▶ **Exercise prompt**: Scan the records below. Copy every line in which the word "DeriveInput" appears.

START Records to use

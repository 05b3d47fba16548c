//! Parsed form of a `#[derive(Reflect)]` item.

use syn::spanned::Spanned;
use syn::{Data, DeriveInput, Fields, GenericParam, Ident, LitStr, Type};

use crate::REFLECT_ATTRIBUTE_NAME;

// -----------------------------------------------------------------------------
// ReflectDerive

/// Everything the code generator needs, extracted and validated.
pub(crate) struct ReflectDerive<'a> {
    pub input: &'a DeriveInput,
    pub kind: ReflectKind<'a>,
    /// `#[reflect(type_path = "...")]`, split at the last segment.
    pub pinned_path: Option<(String, String)>,
    /// `#[reflect(default)]`.
    pub with_default: bool,
    /// `#[reflect(auto_register)]`.
    pub auto_register: bool,
}

pub(crate) enum ReflectKind<'a> {
    Struct(StructDerive<'a>),
    Enum(EnumDerive<'a>),
}

pub(crate) struct StructDerive<'a> {
    /// Reflected fields, in declaration order.
    pub fields: Vec<FieldDerive<'a>>,
    /// Ignored fields, filled from `Default` by synthesized constructors.
    pub ignored: Vec<&'a Ident>,
    /// `#[reflect(constructor = "...")]` declarations, in order.
    pub constructors: Vec<ConstructorDerive>,
}

pub(crate) struct FieldDerive<'a> {
    pub ident: &'a Ident,
    pub ty: &'a Type,
    pub wire_name: Option<String>,
    pub readonly: bool,
}

pub(crate) struct ConstructorDerive {
    pub fn_name: Ident,
    pub params: Vec<Ident>,
}

pub(crate) struct EnumDerive<'a> {
    pub variants: Vec<&'a Ident>,
}

impl<'a> ReflectDerive<'a> {
    pub fn parse(input: &'a DeriveInput) -> syn::Result<Self> {
        for param in &input.generics.params {
            match param {
                GenericParam::Type(_) => {}
                GenericParam::Lifetime(param) => {
                    return Err(syn::Error::new(
                        param.span(),
                        "#[derive(Reflect)] requires 'static types; lifetime parameters are not supported",
                    ));
                }
                GenericParam::Const(param) => {
                    return Err(syn::Error::new(
                        param.span(),
                        "#[derive(Reflect)] does not support const generic parameters",
                    ));
                }
            }
        }

        let mut pinned_path = None;
        let mut with_default = false;
        let mut auto_register = false;
        let mut constructors = Vec::new();

        for attr in &input.attrs {
            if !attr.path().is_ident(REFLECT_ATTRIBUTE_NAME) {
                continue;
            }
            attr.parse_nested_meta(|meta| {
                if meta.path.is_ident("default") {
                    with_default = true;
                    Ok(())
                } else if meta.path.is_ident("auto_register") {
                    auto_register = true;
                    Ok(())
                } else if meta.path.is_ident("type_path") {
                    let lit: LitStr = meta.value()?.parse()?;
                    pinned_path = Some(split_pinned_path(&lit)?);
                    Ok(())
                } else if meta.path.is_ident("constructor") {
                    let lit: LitStr = meta.value()?.parse()?;
                    constructors.push(parse_constructor(&lit)?);
                    Ok(())
                } else {
                    Err(meta.error("unknown `reflect` attribute"))
                }
            })?;
        }

        if auto_register && !input.generics.params.is_empty() {
            return Err(syn::Error::new(
                input.ident.span(),
                "#[reflect(auto_register)] is limited to non-generic types",
            ));
        }

        let kind = match &input.data {
            Data::Struct(data) => {
                let fields = match &data.fields {
                    Fields::Named(fields) => fields.named.iter().collect::<Vec<_>>(),
                    Fields::Unit => Vec::new(),
                    Fields::Unnamed(fields) => {
                        return Err(syn::Error::new(
                            fields.span(),
                            "#[derive(Reflect)] requires named fields",
                        ));
                    }
                };
                ReflectKind::Struct(Self::parse_struct(fields, &constructors)?)
            }
            Data::Enum(data) => {
                if !constructors.is_empty() {
                    return Err(syn::Error::new(
                        input.ident.span(),
                        "#[reflect(constructor = ...)] applies to structs only",
                    ));
                }
                if !input.generics.params.is_empty() {
                    return Err(syn::Error::new(
                        input.ident.span(),
                        "#[derive(Reflect)] does not support generic enums",
                    ));
                }
                let mut variants = Vec::new();
                for variant in &data.variants {
                    if !matches!(variant.fields, Fields::Unit) {
                        return Err(syn::Error::new(
                            variant.span(),
                            "#[derive(Reflect)] supports fieldless enums only",
                        ));
                    }
                    variants.push(&variant.ident);
                }
                ReflectKind::Enum(EnumDerive { variants })
            }
            Data::Union(data) => {
                return Err(syn::Error::new(
                    data.union_token.span(),
                    "#[derive(Reflect)] does not support unions",
                ));
            }
        };

        Ok(Self {
            input,
            kind,
            pinned_path,
            with_default,
            auto_register,
        })
    }

    fn parse_struct(
        raw_fields: Vec<&'a syn::Field>,
        constructors: &[ConstructorDerive],
    ) -> syn::Result<StructDerive<'a>> {
        let mut fields = Vec::new();
        let mut ignored = Vec::new();

        for field in raw_fields {
            let ident = field.ident.as_ref().expect("named field");
            let mut wire_name = None;
            let mut readonly = false;
            let mut ignore = false;

            for attr in &field.attrs {
                if !attr.path().is_ident(REFLECT_ATTRIBUTE_NAME) {
                    continue;
                }
                attr.parse_nested_meta(|meta| {
                    if meta.path.is_ident("readonly") {
                        readonly = true;
                        Ok(())
                    } else if meta.path.is_ident("ignore") {
                        ignore = true;
                        Ok(())
                    } else if meta.path.is_ident("rename") {
                        let lit: LitStr = meta.value()?.parse()?;
                        wire_name = Some(lit.value());
                        Ok(())
                    } else {
                        Err(meta.error("unknown `reflect` field attribute"))
                    }
                })?;
            }

            if ignore {
                ignored.push(ident);
            } else {
                fields.push(FieldDerive {
                    ident,
                    ty: &field.ty,
                    wire_name,
                    readonly,
                });
            }
        }

        // Constructor parameters must resolve to reflected fields; the
        // deserializer matches them against document keys by field name.
        let constructors = constructors
            .iter()
            .map(|ctor| {
                for param in &ctor.params {
                    if !fields.iter().any(|field| field.ident == param) {
                        return Err(syn::Error::new(
                            param.span(),
                            format!("constructor parameter `{param}` is not a reflected field"),
                        ));
                    }
                }
                Ok(ConstructorDerive {
                    fn_name: ctor.fn_name.clone(),
                    params: ctor.params.clone(),
                })
            })
            .collect::<syn::Result<Vec<_>>>()?;

        Ok(StructDerive {
            fields,
            ignored,
            constructors,
        })
    }
}

// -----------------------------------------------------------------------------
// Attribute value parsing

/// Splits `"my_crate::foo::Foo"` into `("my_crate::foo", "Foo")`.
fn split_pinned_path(lit: &LitStr) -> syn::Result<(String, String)> {
    let value = lit.value();
    let trimmed = value.trim_start_matches("::");
    match trimmed.rsplit_once("::") {
        Some((module, ident)) if !module.is_empty() && !ident.is_empty() => {
            Ok((module.to_string(), ident.to_string()))
        }
        _ => Err(syn::Error::new(
            lit.span(),
            "`type_path` must contain at least one module segment, like \"my_crate::Foo\"",
        )),
    }
}

/// Parses `"fn_name(param, param)"`.
fn parse_constructor(lit: &LitStr) -> syn::Result<ConstructorDerive> {
    let value = lit.value();
    let bad = || {
        syn::Error::new(
            lit.span(),
            "`constructor` must look like \"fn_name(param_a, param_b)\"",
        )
    };

    let (name, rest) = value.split_once('(').ok_or_else(bad)?;
    let params = rest.strip_suffix(')').ok_or_else(bad)?;

    let fn_name: Ident = syn::parse_str(name.trim()).map_err(|_| bad())?;
    let params = params
        .split(',')
        .map(str::trim)
        .filter(|param| !param.is_empty())
        .map(|param| syn::parse_str::<Ident>(param).map_err(|_| bad()))
        .collect::<syn::Result<Vec<_>>>()?;

    Ok(ConstructorDerive { fn_name, params })
}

END Records to use

▶ **Output for this task**:
use syn::{Data, DeriveInput, Fields, GenericParam, Ident, LitStr, Type};
    pub input: &'a DeriveInput,
    pub fn parse(input: &'a DeriveInput) -> syn::Result<Self> {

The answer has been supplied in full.